For thousands upon thousands of years the Sunlight
and the Sea and the masterless Winds
have held tryst together.

LLEWELYN POWYS

AS THE
ALBATROSS III
groped through fog over Georges Bank all of one week in the midsummer of 1949, those of us aboard had a personal demonstration of the power of a great ocean current. There was never less than a hundred miles of cold Atlantic water between us and the Gulf Stream, but the winds blew persistently from the south and the warm breath of the Stream rolled over the Bank. The combination of warm air and cold water spelled unending fog. Day after day the
Albatross
moved in a small circular room, whose walls were soft gray curtains and whose floor had a glassy smoothness. Sometimes a petrel flew, with swallow-like flutterings, across this room, entering and leaving it by passing through its walls as if by sorcery. Evenings, the sun, before it set, was a pale silver disc hung in the ship's rigging, the drifting streamers of fog picking up a diffused radiance and creating a scene that set us to searching our memories for quotations from Coleridge. The sense of a powerful presence felt but not seen, its nearness made manifest but never revealed, was infinitely more dramatic than a direct encounter with the current.

The permanent currents of the ocean are, in a way, the most majestic of her phenomena. Reflecting upon them, our minds are at once taken out from the earth so that we can regard, as from another planet, the spinning of the globe, the winds that deeply trouble its surface or gently encompass it, and the influence of the sun and the moon. For all these cosmic forces are closely linked with the great currents of the ocean, earning for them the adjective I like best of all those applied to them—the planetary currents.

Since the world began, the ocean currents have undoubtedly changed their courses many times (we know, for example, that the Gulf Stream is no more than about 60 million years old); but it would be a bold writer who would try to describe their pattern in the Cambrian period, for example, or in the Devonian, or in the Jurassic. So far as the brief period of human history is concerned, however, it is most unlikely that there has been any important change in the major patterns of oceanic circulation, and the first thing that impresses us about the currents is their permanence. This is not surprising, for the forces that produce the currents show little disposition to change materially over the eons of earthly time. The primary driving power is supplied by the winds; the modifying influences are the sun, the revolving of the earth ever toward the east, and the obstructing masses of the continents.

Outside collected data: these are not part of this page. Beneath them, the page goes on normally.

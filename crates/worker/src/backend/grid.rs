//! Grid execution: each instance is submitted to the cluster scheduler as
//! a generated script and tracked through the marker files it leaves.

use std::os::unix::fs::PermissionsExt;
use std::path::{Path, PathBuf};
use std::sync::Arc;
use std::time::Duration;

use simfleet_core::grid_script::GridScript;
use simfleet_core::run_spec::RunSpec;
use simfleet_core::settings::SchedulerCommand;
use simfleet_core::status::WorkerStatus;
use tokio::process::Command;

use super::watcher::MarkerWatcher;
use super::{inspect_artifacts, with_token, Backend, Execution, StatusCell, WorkerRecord};
use crate::error::WorkerError;
use crate::gate::ConcurrencyGate;

#[derive(Debug, Clone)]
pub struct GridBackend {
    run_spec: Arc<RunSpec>,
    scheduler: SchedulerCommand,
    poll_interval: Duration,
}

impl GridBackend {
    pub fn new(run_spec: Arc<RunSpec>, scheduler: SchedulerCommand, poll_interval: Duration) -> Self {
        Self {
            run_spec,
            scheduler,
            poll_interval,
        }
    }

    /// Render the submission script into the workspace and mark it executable.
    pub async fn write_script(&self, record: &WorkerRecord) -> Result<PathBuf, WorkerError> {
        let script = GridScript {
            index: record.index,
            workspace: &record.work_path,
            work_dir: &record.work_dir,
            run_spec: &self.run_spec,
            quiet: record.quiet,
            compress: record.bzip2,
        };
        let path = record.work_path.join(script.file_name());
        tokio::fs::write(&path, script.render()).await?;
        tokio::fs::set_permissions(&path, std::fs::Permissions::from_mode(0o755)).await?;
        Ok(path)
    }

    /// Hand the script to the scheduler. Only the submission itself is
    /// judged here; the job's own success shows up in the artifacts.
    async fn submit(&self, record: &WorkerRecord, script: &Path) -> Result<(), WorkerError> {
        let output = Command::new(&self.scheduler.program)
            .args(&self.scheduler.args)
            .arg(script)
            .current_dir(&record.work_path)
            .stdin(std::process::Stdio::null())
            .output()
            .await
            .map_err(|e| {
                WorkerError::Submission(format!("cannot run {}: {e}", self.scheduler.program))
            })?;

        if !output.status.success() {
            let stderr = String::from_utf8_lossy(&output.stderr);
            return Err(WorkerError::Submission(format!(
                "{} exited with {}: {}",
                self.scheduler.program,
                output.status.code().unwrap_or(-1),
                stderr.trim(),
            )));
        }

        let stdout = String::from_utf8_lossy(&output.stdout);
        tracing::info!(index = record.index, response = %stdout.trim(), "Job submitted");
        Ok(())
    }
}

impl Backend for GridBackend {
    async fn execute(
        &self,
        record: &WorkerRecord,
        status: &StatusCell,
        gate: &ConcurrencyGate,
    ) -> Result<Execution, WorkerError> {
        let script = self.write_script(record).await?;

        with_token(gate, status, async {
            status.set(WorkerStatus::Submitted);
            self.submit(record, &script).await?;

            MarkerWatcher::new(&record.work_path, self.poll_interval)
                .wait_for_completion(status)
                .await?;

            let (artifacts, missing) = inspect_artifacts(record).await;
            for name in &missing {
                tracing::warn!(index = record.index, artifact = %name, "Expected output not found");
            }

            Ok(Execution {
                exit_code: None,
                artifacts,
                missing,
            })
        })
        .await
    }
}

// ---------------------------------------------------------------------------
// Tests
// ---------------------------------------------------------------------------

#[cfg(test)]
mod tests {
    use assert_matches::assert_matches;
    use simfleet_core::config::BackendKind;

    use super::*;

    fn record(root: &Path) -> WorkerRecord {
        let work_path = root.join("work_2");
        std::fs::create_dir_all(&work_path).expect("workspace");
        WorkerRecord {
            index: 2,
            work_path,
            work_dir: root.to_path_buf(),
            backend: BackendKind::Grid,
            bzip2: false,
            quiet: false,
        }
    }

    fn backend(scheduler: &str) -> GridBackend {
        GridBackend::new(
            Arc::new(RunSpec::new("make", vec!["vsim".into()])),
            SchedulerCommand::parse(scheduler).expect("scheduler"),
            Duration::from_millis(10),
        )
    }

    #[tokio::test]
    async fn script_is_written_executable() {
        let root = tempfile::tempdir().expect("tempdir");
        let record = record(root.path());

        let path = backend("qsub").write_script(&record).await.expect("write");

        assert_eq!(path, record.work_path.join("simulate_2.sh"));
        let mode = std::fs::metadata(&path).expect("meta").permissions().mode();
        assert_eq!(mode & 0o777, 0o755);
        let body = std::fs::read_to_string(&path).expect("read");
        assert!(body.contains("make vsim"));
    }

    #[tokio::test]
    async fn rejected_submission_is_an_error() {
        let root = tempfile::tempdir().expect("tempdir");
        let record = record(root.path());
        let gate = ConcurrencyGate::new(1);
        let (cell, _rx) = StatusCell::new(2);

        let result = backend("false").execute(&record, &cell, &gate).await;

        assert_matches!(result, Err(WorkerError::Submission(msg)) if msg.contains("false exited"));
        assert_eq!(cell.get(), WorkerStatus::Error);
        assert_eq!(gate.available(), 1);
    }

    #[tokio::test]
    async fn missing_scheduler_is_a_submission_error() {
        let root = tempfile::tempdir().expect("tempdir");
        let record = record(root.path());
        let gate = ConcurrencyGate::new(1);
        let (cell, _rx) = StatusCell::new(2);

        let result = backend("/nonexistent/qsub").execute(&record, &cell, &gate).await;

        assert_matches!(result, Err(WorkerError::Submission(_)));
    }

    #[tokio::test]
    async fn completes_when_sentinel_appears() {
        let root = tempfile::tempdir().expect("tempdir");
        let record = record(root.path());
        std::fs::write(root.path().join("simulation_2.txt"), "trace").expect("artifact");
        let fake = root.path().join("fake_qsub.sh");
        std::fs::write(&fake, "echo 'Your job 42 has been submitted'\ntouch .complete\n")
            .expect("fake scheduler");
        let gate = ConcurrencyGate::new(1);
        let (cell, _rx) = StatusCell::new(2);

        let exec = backend(&format!("sh {}", fake.display()))
            .execute(&record, &cell, &gate)
            .await
            .expect("execute");

        assert_eq!(cell.get(), WorkerStatus::Done);
        assert_eq!(exec.exit_code, None);
        assert_eq!(exec.artifacts, ["simulation_2.txt"]);
        assert_eq!(exec.missing, ["power_waveform_2.out"]);
    }
}
//! Local execution: the build runs as a direct child process.

use std::io::ErrorKind;
use std::process::Stdio;
use std::sync::Arc;

use simfleet_core::naming::{instance_archive, ArtifactKind, STDERR_LOG, STDOUT_LOG};
use simfleet_core::run_spec::RunSpec;
use simfleet_core::status::WorkerStatus;
use tokio::process::Command;

use super::{with_token, Backend, Execution, StatusCell, WorkerRecord};
use crate::archive;
use crate::error::WorkerError;
use crate::gate::ConcurrencyGate;

/// Runs the shared [`RunSpec`] inside each workspace on this machine.
#[derive(Debug, Clone)]
pub struct LocalBackend {
    run_spec: Arc<RunSpec>,
}

impl LocalBackend {
    pub fn new(run_spec: Arc<RunSpec>) -> Self {
        Self { run_spec }
    }

    /// Spawn the build in the workspace and wait for it to exit.
    ///
    /// The exit code is reported but not judged: a failing build simply
    /// leaves fewer artifacts behind.
    async fn run_child(&self, record: &WorkerRecord) -> Result<Option<i32>, WorkerError> {
        let mut cmd = Command::new(self.run_spec.program());
        cmd.args(self.run_spec.args())
            .current_dir(&record.work_path)
            .stdin(Stdio::null());

        if record.quiet {
            let stdout = std::fs::File::create(record.work_path.join(STDOUT_LOG))?;
            let stderr = std::fs::File::create(record.work_path.join(STDERR_LOG))?;
            cmd.stdout(Stdio::from(stdout)).stderr(Stdio::from(stderr));
        }

        let status = cmd
            .status()
            .await
            .map_err(|source| WorkerError::Spawn {
                program: self.run_spec.program().to_string(),
                source,
            })?;

        let exit_code = status.code();
        if status.success() {
            tracing::info!(index = record.index, "Simulation completed");
        } else {
            tracing::warn!(
                index = record.index,
                exit_code = exit_code.unwrap_or(-1),
                "Simulation exited unsuccessfully",
            );
        }
        Ok(exit_code)
    }
}

impl Backend for LocalBackend {
    async fn execute(
        &self,
        record: &WorkerRecord,
        status: &StatusCell,
        gate: &ConcurrencyGate,
    ) -> Result<Execution, WorkerError> {
        with_token(gate, status, async {
            status.set(WorkerStatus::Simulating);
            let exit_code = self.run_child(record).await?;

            let (artifacts, missing) = rename_artifacts(record).await?;

            if record.bzip2 && !artifacts.is_empty() {
                status.set(WorkerStatus::Compressing);
                let summary = archive::write_tar_bz2_async(
                    record.work_dir.join(instance_archive(record.index)),
                    record.work_dir.clone(),
                    artifacts.clone(),
                )
                .await?;
                tracing::info!(
                    index = record.index,
                    archive = %summary.path.display(),
                    members = summary.members.len(),
                    "Instance results compressed",
                );
            }

            Ok(Execution {
                exit_code,
                artifacts,
                missing,
            })
        })
        .await
    }
}

/// Move the build outputs out of the workspace under their indexed names.
///
/// An absent output is "nothing to rename": it is logged and returned in
/// the missing list rather than failing the worker.
pub async fn rename_artifacts(
    record: &WorkerRecord,
) -> Result<(Vec<String>, Vec<String>), WorkerError> {
    let mut renamed = Vec::new();
    let mut missing = Vec::new();

    for kind in ArtifactKind::ALL {
        let from = record.work_path.join(kind.produced_name());
        let name = kind.renamed(record.index);
        match tokio::fs::rename(&from, record.work_dir.join(&name)).await {
            Ok(()) => renamed.push(name),
            Err(e) if e.kind() == ErrorKind::NotFound => {
                tracing::warn!(
                    index = record.index,
                    artifact = %kind.produced_name(),
                    "Expected output not found, nothing to rename",
                );
                missing.push(name);
            }
            Err(e) => return Err(WorkerError::Io(e)),
        }
    }

    Ok((renamed, missing))
}

// ---------------------------------------------------------------------------
// Tests
// ---------------------------------------------------------------------------
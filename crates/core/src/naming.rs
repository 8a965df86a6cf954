//! File naming conventions shared by workers, the grid script and the
//! result collector.
//!
//! Renamed artifacts all land in one shared working directory and are kept
//! apart only by the instance index suffix.

/// Prefix of every per-instance workspace directory (`work_<index>`).
pub const WORKSPACE_PREFIX: &str = "work_";

/// Project entries linked into every workspace.
pub const PROJECT_LINKS: &[&str] = &["Makefile", "lib", "rtl", "scr", "tb"];

/// Captured build output in quiet mode.
pub const STDOUT_LOG: &str = "stdout.txt";
pub const STDERR_LOG: &str = "stderr.txt";

/// Grid stage markers, dropped into the workspace as the job progresses.
pub const COMPILE_LOG: &str = "compile.log";
pub const SIMULATE_LOG: &str = "simulate.log";
pub const COMPRESS_LOG: &str = "compress.log";
/// Grid completion sentinel.
pub const COMPLETE_SENTINEL: &str = ".complete";

/// Aggregate archive written by the result collector.
pub const AGGREGATE_ARCHIVE: &str = "simulation_results.tar.bz2";
/// Machine-readable run report written by the result collector.
pub const RUN_SUMMARY: &str = "run_summary.json";

// ---------------------------------------------------------------------------
// Artifacts
// ---------------------------------------------------------------------------

/// An output file the build tool deposits in a workspace.
#[derive(Debug, Clone, Copy, PartialEq, Eq)]
pub enum ArtifactKind {
    Simulation,
    PowerWaveform,
}

impl ArtifactKind {
    pub const ALL: [ArtifactKind; 2] = [ArtifactKind::Simulation, ArtifactKind::PowerWaveform];

    fn stem(self) -> &'static str {
        match self {
            Self::Simulation => "simulation",
            Self::PowerWaveform => "power_waveform",
        }
    }

    fn extension(self) -> &'static str {
        match self {
            Self::Simulation => "txt",
            Self::PowerWaveform => "out",
        }
    }

    /// Name as produced by the build tool inside the workspace.
    pub fn produced_name(self) -> String {
        format!("{}.{}", self.stem(), self.extension())
    }

    /// Canonical post-rename name: `<kind>_<index>.<ext>`.
    pub fn renamed(self, index: u32) -> String {
        format!("{}_{index}.{}", self.stem(), self.extension())
    }
}

/// Directory name of the workspace for `index`.
pub fn workspace_dir(index: u32) -> String {
    format!("{WORKSPACE_PREFIX}{index}")
}

/// Per-instance result bundle name.
pub fn instance_archive(index: u32) -> String {
    format!("simulation_results_{index}.tar.bz2")
}

/// Generated grid submission script name.
pub fn grid_script(index: u32) -> String {
    format!("simulate_{index}.sh")
}

/// Display name of the worker for `index`, used in logs and status tables.
pub fn worker_name(index: u32) -> String {
    format!("sim-{index}")
}

// ---------------------------------------------------------------------------
// Tests
// ---------------------------------------------------------------------------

The surface of the sea is unequally heated by the sun; as the water is warmed it expands and becomes lighter, while the cold water becomes heavier and more dense. Probably a slow exchange of polar and equatorial waters is brought about by these differences, the heated water of the tropics moving poleward in the upper layers, and polar water creeping toward the equator along the floor of the sea. But these movements are obscured and largely lost in the far greater sweep of the wind-driven currents. The steadiest winds are the trades, blowing diagonally toward the equator from the northeast and southeast. It is the trades that drive the equatorial currents around the globe. On wind and water alike, as on all that moves, be it a ship, a bullet, or a bird, the spinning earth exerts a deflecting force, turning all moving objects to the right in the Northern Hemisphere and to the left in the Southern. Through the combined action of these and other forces, the resulting current patterns are slowly circulating eddies, turning to the right, or clockwise, in the northern oceans, and to the counterclockwise, in the southern.

There are exceptions, and the Indian Ocean, which seems never to be quite like the others, is an important one. Ruled by capricious monsoons, its currents shift with the seasons. North of the equator, the direction of flow of immense masses of water may be either eastward or westward, depending on which of the monsoons is blowing. In the southern part of this ocean a fairly typical counterclockwise pattern exists: westward under the equator, south along the African coast, east to Australia on the westerly winds, northward by devious and seasonally shifting paths, here giving up water to the Pacific and there receiving contributions from it.